Ralph Caldwell, the father of Michael Kibbons, filed a lawsuit against St. Louis County, Missouri for deliberate indifference to his son’s mental health needs, resulting in his death. The suit alleged that jail staff failed to properly treat and house Kibbons in a manner consistent with his medical history and prescribed medication, leading Kibbons to commit suicide.

Represented by attorneys Gregory G. Fenlon and David A. Perney with the St. Louis Lawyers Group, Caldwell claimed violations of Kibbons’ Eighth and Fourteenth Amendment rights and asked for actual, compensatory and punitive damages.

Kibbons was arrested in June 2015 and booked into the St. Louis County Justice Center as a pretrial detainee. During intake, he  reported his history of mental illness, the current medication prescriptions he was taking and his previous suicide attempts, including one at the same jail he was being processed into. The lawsuit also stated that Kibbons had been a previous PREA (Prison Rape Elimination Act) victim, therefore policy required that he be housed alone and under observation.

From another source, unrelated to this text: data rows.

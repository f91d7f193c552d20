//! Cache store abstraction and key scheme
//!
//! Two logical namespaces live in one store: fully-computed pages under
//! `{url}:page:{page}:{limit}:{filter}` and per-URL row totals under
//! `{url}:total`. Both use the same configured TTL but expire on independent
//! clocks; a page can legitimately outlive the total it was derived from.
//!
//! Store handles are acquired once per request via [`CacheProvider`] and
//! released when dropped, on every exit path.

use crate::config::RedisConfig;
use crate::error::{PagerError, Result};
use crate::models::PageRequest;
use async_trait::async_trait;
use redis::AsyncCommands;
use std::collections::HashMap;
use std::sync::{Arc, Mutex};
use std::time::{Duration, Instant};
use tracing::debug;

/// Placeholder standing in for an absent filter in page keys
const NO_FILTER_PLACEHOLDER: &str = "none";

/// Build the composite cache key for a fully-computed page
///
/// Plain field concatenation; two requests differing in any of url, page,
/// limit or filter never share an entry.
pub fn page_key(request: &PageRequest) -> String {
    format!(
        "{}:page:{}:{}:{}",
        request.url,
        request.page,
        request.limit,
        request.filter.as_deref().unwrap_or(NO_FILTER_PLACEHOLDER)
    )
}

/// Build the cache key for a URL's total data-row count
pub fn total_key(url: &str) -> String {
    format!("{}:total", url)
}

/// A per-request handle on the key-value store
///
/// `get`/`set` failures are reported as `PagerError::Cache`; callers treat a
/// failed read as a miss and a failed write as non-fatal. Dropping the handle
/// releases the underlying connection.
#[async_trait]
pub trait CacheStore: Send {
    /// Look up a string value by key
    async fn get(&mut self, key: &str) -> Result<Option<String>>;

    /// Store a string value under a key with the given TTL in seconds
    async fn set(&mut self, key: &str, value: &str, ttl_secs: u64) -> Result<()>;
}

/// Hands out one [`CacheStore`] handle per inbound request
#[async_trait]
pub trait CacheProvider: Send + Sync {
    /// Acquire a store handle scoped to the current request
    async fn acquire(&self) -> Result<Box<dyn CacheStore>>;
}

/// Redis-backed provider
pub struct RedisProvider {
    client: redis::Client,
}

impl RedisProvider {
    /// Create a provider for the configured Redis instance
    ///
    /// Connections are established lazily, one per acquired handle.
    pub fn new(config: &RedisConfig) -> Result<Self> {
        let client = redis::Client::open(config.connection_url())
            .map_err(|e| PagerError::Cache(format!("invalid redis config: {}", e)))?;
        Ok(RedisProvider { client })
    }
}

#[async_trait]
impl CacheProvider for RedisProvider {
    async fn acquire(&self) -> Result<Box<dyn CacheStore>> {
        let conn = self
            .client
            .get_multiplexed_async_connection()
            .await
            .map_err(|e| PagerError::Cache(format!("redis connect failed: {}", e)))?;
        Ok(Box::new(RedisStore { conn }))
    }
}

/// Redis-backed store handle
struct RedisStore {
    conn: redis::aio::MultiplexedConnection,
}

#[async_trait]
impl CacheStore for RedisStore {
    async fn get(&mut self, key: &str) -> Result<Option<String>> {
        let value: Option<String> = self
            .conn
            .get(key)
            .await
            .map_err(|e| PagerError::Cache(format!("redis get failed for {}: {}", key, e)))?;
        debug!(
            "Cache get key={} hit={}",
            key,
            if value.is_some() { "yes" } else { "no" }
        );
        Ok(value)
    }

    async fn set(&mut self, key: &str, value: &str, ttl_secs: u64) -> Result<()> {
        let _: () = self
            .conn
            .set_ex(key, value, ttl_secs)
            .await
            .map_err(|e| PagerError::Cache(format!("redis set failed for {}: {}", key, e)))?;
        debug!("Cache set key={} ttl={}s", key, ttl_secs);
        Ok(())
    }
}

/// Entry in the in-memory store
#[derive(Clone)]
struct MemoryEntry {
    value: String,
    expires_at: Instant,
}

/// In-memory provider with per-entry expiry
///
/// Used by tests and available as a single-process fallback; honors the same
/// TTL semantics as the Redis store.
#[derive(Clone, Default)]
pub struct MemoryProvider {
    entries: Arc<Mutex<HashMap<String, MemoryEntry>>>,
}

impl MemoryProvider {
    /// Create an empty in-memory provider
    pub fn new() -> Self {
        Self::default()
    }

    /// Number of live (unexpired) entries
    pub fn len(&self) -> usize {
        let now = Instant::now();
        self.entries
            .lock()
            .map(|entries| entries.values().filter(|e| e.expires_at > now).count())
            .unwrap_or(0)
    }

    /// Whether the store holds no live entries
    pub fn is_empty(&self) -> bool {
        self.len() == 0
    }
}

#[async_trait]
impl CacheProvider for MemoryProvider {
    async fn acquire(&self) -> Result<Box<dyn CacheStore>> {
        Ok(Box::new(MemoryStore {
            entries: Arc::clone(&self.entries),
        }))
    }
}

/// Handle on the shared in-memory map
struct MemoryStore {
    entries: Arc<Mutex<HashMap<String, MemoryEntry>>>,
}

#[async_trait]
impl CacheStore for MemoryStore {
    async fn get(&mut self, key: &str) -> Result<Option<String>> {
        let mut entries = self
            .entries
            .lock()
            .map_err(|_| PagerError::Cache("memory store poisoned".to_string()))?;

        match entries.get(key) {
            Some(entry) if entry.expires_at > Instant::now() => Ok(Some(entry.value.clone())),
            Some(_) => {
                entries.remove(key);
                Ok(None)
            }
            None => Ok(None),
        }
    }

    async fn set(&mut self, key: &str, value: &str, ttl_secs: u64) -> Result<()> {
        let mut entries = self
            .entries
            .lock()
            .map_err(|_| PagerError::Cache("memory store poisoned".to_string()))?;

        entries.insert(
            key.to_string(),
            MemoryEntry {
                value: value.to_string(),
                expires_at: Instant::now() + Duration::from_secs(ttl_secs),
            },
        );
        Ok(())
    }
}

/// Store that holds nothing
///
/// Stands in when acquiring a real store fails, so a request still completes
/// with the cache degraded to permanent misses.
pub struct NullStore;

#[async_trait]
impl CacheStore for NullStore {
    async fn get(&mut self, _key: &str) -> Result<Option<String>> {
        Ok(None)
    }

    async fn set(&mut self, _key: &str, _value: &str, _ttl_secs: u64) -> Result<()> {
        Ok(())
    }
}
//! Streaming windowed CSV parse
//!
//! Pulls rows from a byte stream one at a time, materializes only the rows
//! whose data-row index falls inside the requested window, and stops pulling
//! as soon as the window's upper bound is reached. Memory stays O(limit)
//! regardless of file size, and a window near the start of a large file never
//! reads the remainder.

use crate::error::Result;
use crate::models::{CsvRecord, RowWindow};
use csv_async::{AsyncReaderBuilder, StringRecord, Trim};
use tokio::io::AsyncRead;
use tracing::debug;

/// Read the windowed, filtered records from a CSV byte stream
///
/// The first parsed row is the header; data rows are zero-indexed from the
/// row after it. Fields are comma-delimited with leading/trailing whitespace
/// trimmed, and rows with a deviating field count are accepted rather than
/// aborting the parse (short rows pad with empty values).
///
/// The filter, when present, keeps a row only if any field value contains the
/// filter substring case-insensitively. Filtering applies strictly AFTER
/// windowing: it can shrink a page below `limit` but never pulls in rows from
/// outside the window. A window lying beyond the end of the stream yields an
/// empty sequence, not an error.
pub async fn read_window<R>(
    reader: R,
    window: RowWindow,
    filter: Option<&str>,
) -> Result<Vec<CsvRecord>>
where
    R: AsyncRead + Unpin + Send,
{
    let mut csv_reader = AsyncReaderBuilder::new()
        .has_headers(true)
        .flexible(true)
        .trim(Trim::All)
        .create_reader(reader);

    let headers = csv_reader.headers().await?.clone();
    let needle = filter.map(str::to_lowercase);

    let mut records = Vec::new();
    let mut row = StringRecord::new();
    let mut index: u64 = 0;

    while csv_reader.read_record(&mut row).await? {
        if window.contains(index) {
            let record = CsvRecord::from_row(headers.iter(), row.iter());
            match &needle {
                Some(needle) if !record.matches_filter(needle) => {}
                _ => records.push(record),
            }
        }

        index += 1;
        if window.is_past(index) {
            // Upper bound reached: stop pulling without draining the stream
            break;
        }
    }

    debug!(
        "Windowed parse selected {} of rows [{}, {}) (filter={})",
        records.len(),
        window.from,
        window.to,
        needle.as_deref().unwrap_or("-")
    );

    Ok(records)
}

Caldwell claimed that Kibbons was denied his medications and put in a cell that already held another occupant, M. Hollenback – a violation of the PREA policy. The next morning, Lt. Anderson came to move Kibbons to the infirmary for observation, but according to the lawsuit, Kibbons persuaded him that he didn’t need to go to the infirmary. He convinced Anderson to place him back in his original cell. Caldwell said Anderson was not qualified to make that assessment as to Kibbons’ mental condition.
The complaint alleged a guard opened the cell doors for recreation at 1 p.m. on June 27, 2015. Hollenback left the cell but Kibbons did not. Hollenback had closed the door behind him and the guard could not see inside the cell from the officer’s station, thus leaving Kibbons alone without observation. When Hollenback returned to his cell a half-hour later, he found Kibbons had hanged himself.

Lt. Anderson and the guard were deliberately indifferent to Kibbons’ mental health needs and placed him at serious risk with their actions, Caldwell argued. St. Louis County agreed to a $60,000 settlement, which included a release of responsibility and nondisclosure agreement.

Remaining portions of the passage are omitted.